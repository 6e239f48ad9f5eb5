use crate::events::types::AppEvent;
use crossterm::event::{
    self, DisableFocusChange, DisableMouseCapture, EnableFocusChange, EnableMouseCapture, Event,
    KeyEventKind,
};
use crossterm::execute;
use std::io::stdout;
use std::{sync::mpsc, thread::JoinHandle};

pub fn spawn(event_tx: mpsc::Sender<AppEvent>) -> JoinHandle<()> {
    std::thread::spawn(move || {
        let _ = execute!(stdout(), EnableMouseCapture, EnableFocusChange);

        loop {
            let event = match event::read() {
                Ok(Event::Key(key_event)) if key_event.kind == KeyEventKind::Press => {
                    AppEvent::Input(key_event)
                }
                Ok(Event::Mouse(mouse_event)) => AppEvent::Mouse(mouse_event),
                Ok(Event::Resize(width, height)) => AppEvent::Resize(width, height),
                Ok(Event::FocusLost) => AppEvent::FocusLost,
                Ok(Event::FocusGained) => AppEvent::FocusGained,
                Ok(_) => continue,
                Err(e) => {
                    tracing::error!("terminal input failed: {}", e);
                    break;
                }
            };

            if event_tx.send(event).is_err() {
                break;
            }
        }

        let _ = execute!(stdout(), DisableMouseCapture, DisableFocusChange);
    })
}
use thiserror::Error;

pub mod commands;
pub mod thread;

pub use commands::{Clip, PlaybackStatus, PlayerCommand, PlayerHandle, PlayerSnapshot};

/// The playback engine a controls overlay drives.
///
/// Methods take `&self` so the overlay can hold a non-owning handle; any
/// implementation that mutates state does so through interior mutability or
/// by forwarding to another thread.
pub trait Player {
    fn play(&self);
    fn pause(&self);
    fn stop(&self);
    /// Jumps to a position given as a fraction of the full length.
    fn seek(&self, fraction: f64);
    fn set_volume(&self, volume: f32);

    fn status(&self) -> PlaybackStatus;
    /// Current position as a fraction in `[0, 1]`.
    fn progress(&self) -> f64;
    /// Current position in seconds.
    fn current_time(&self) -> f64;
    /// Total length in seconds.
    fn video_length(&self) -> f64;
}

#[derive(Error, Debug, Clone, PartialEq)]
pub enum PlayerError {
    #[error("No video is loaded.")]
    NoVideoLoaded,
    #[error("Can't seek to {0}: position must be a fraction between 0 and 1.")]
    InvalidSeek(f64),
}

/// Lifecycle notifications a [`Player`] emits.
#[derive(Debug, Clone, PartialEq)]
pub enum PlayerEvent {
    NewVideo,
    ReadyToPlay,
    /// Periodic position update, as a fraction in `[0, 1]`.
    Progress(f64),
    Started,
    Stopped,
    Finished,
    SeekStarted,
    SeekEnded,
    Error(PlayerError),
}
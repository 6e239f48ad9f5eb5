pub mod deferred;
pub mod format;
pub mod overlay;
pub mod seek;

pub use overlay::{ControlsOverlay, OverlayCallbacks, OverlaySettings};
pub use seek::{SeekBounds, SeekBoundsError};
use ratatui::style::{Color, Modifier, Style};
use serde::{Deserialize, Serialize};

#[derive(Debug, Clone, Copy, PartialEq, Eq, Default, Serialize, Deserialize)]
#[serde(rename_all = "snake_case")]
pub enum ThemeName {
    TokyoNight,
    #[default]
    CatppuccinMocha,
}

#[derive(Debug, Clone, Copy, PartialEq)]
pub struct Theme {
    // Base colors
    pub bg: Color,
    pub fg: Color,
    pub fg_dim: Color,

    // UI elements
    pub border: Color,
    pub video_bg: Color,

    // Accents
    pub accent: Color,

    // Semantic colors
    pub playing: Color,
    pub paused: Color,
    pub warning: Color,
    pub error: Color,
}

impl Theme {
    pub const fn from_name(name: ThemeName) -> Self {
        match name {
            ThemeName::TokyoNight => Self::tokyo_night(),
            ThemeName::CatppuccinMocha => Self::catppuccin_mocha(),
        }
    }

    pub const fn tokyo_night() -> Self {
        Self {
            // Base
            bg: Color::Rgb(26, 27, 38),      // #1a1b26
            fg: Color::Rgb(192, 202, 245),   // #c0caf5
            fg_dim: Color::Rgb(86, 95, 137), // #565f89

            // UI elements
            border: Color::Rgb(61, 89, 161), // #3d59a1
            video_bg: Color::Rgb(22, 22, 30), // #16161e

            // Accents
            accent: Color::Rgb(125, 207, 255), // #7dcfff

            // Semantic
            playing: Color::Rgb(158, 206, 106), // #9ece6a
            paused: Color::Rgb(224, 175, 104),  // #e0af68
            warning: Color::Rgb(255, 158, 100), // #ff9e64
            error: Color::Rgb(247, 118, 142),   // #f7768e
        }
    }

    pub const fn catppuccin_mocha() -> Self {
        Self {
            // Base
            bg: Color::Rgb(30, 30, 46),        // #1e1e2e
            fg: Color::Rgb(205, 214, 244),     // #cdd6f4
            fg_dim: Color::Rgb(108, 112, 134), // #6c7086

            // UI elements
            border: Color::Rgb(137, 180, 250), // #89b4fa
            video_bg: Color::Rgb(17, 17, 27),  // #11111b

            // Accents
            accent: Color::Rgb(148, 226, 213), // #94e2d5

            // Semantic
            playing: Color::Rgb(166, 227, 161), // #a6e3a1
            paused: Color::Rgb(249, 226, 175),  // #f9e2af
            warning: Color::Rgb(250, 179, 135), // #fab387
            error: Color::Rgb(243, 139, 168),   // #f38ba8
        }
    }

    // Computed styles
    pub fn border_style(&self) -> Style {
        Style::new().fg(self.fg_dim)
    }

    pub fn label_style(&self) -> Style {
        Style::new().fg(self.fg_dim)
    }

    pub fn value_style(&self) -> Style {
        Style::new().fg(self.fg)
    }

    pub fn title_style(&self) -> Style {
        Style::new().fg(self.fg).add_modifier(Modifier::BOLD)
    }

    /// Style for overlay widgets drawn in the tint color.
    pub fn tinted(&self, tint: Color) -> Style {
        Style::new().fg(tint)
    }

    /// Tinted style, dimmed while the widget refuses input.
    pub fn tinted_if(&self, tint: Color, enabled: bool) -> Style {
        if enabled {
            self.tinted(tint)
        } else {
            Style::new().fg(self.fg_dim).add_modifier(Modifier::DIM)
        }
    }

    pub fn status_color(&self, playing: bool) -> Color {
        if playing { self.playing } else { self.paused }
    }
}

impl Default for Theme {
    fn default() -> Self {
        Self::from_name(ThemeName::default())
    }
}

-----

Return, from the entries, each line that holds "ThemeName".

pub enum ThemeName {
    pub const fn from_name(name: ThemeName) -> Self {
            ThemeName::TokyoNight => Self::tokyo_night(),
            ThemeName::CatppuccinMocha => Self::catppuccin_mocha(),
        Self::from_name(ThemeName::default())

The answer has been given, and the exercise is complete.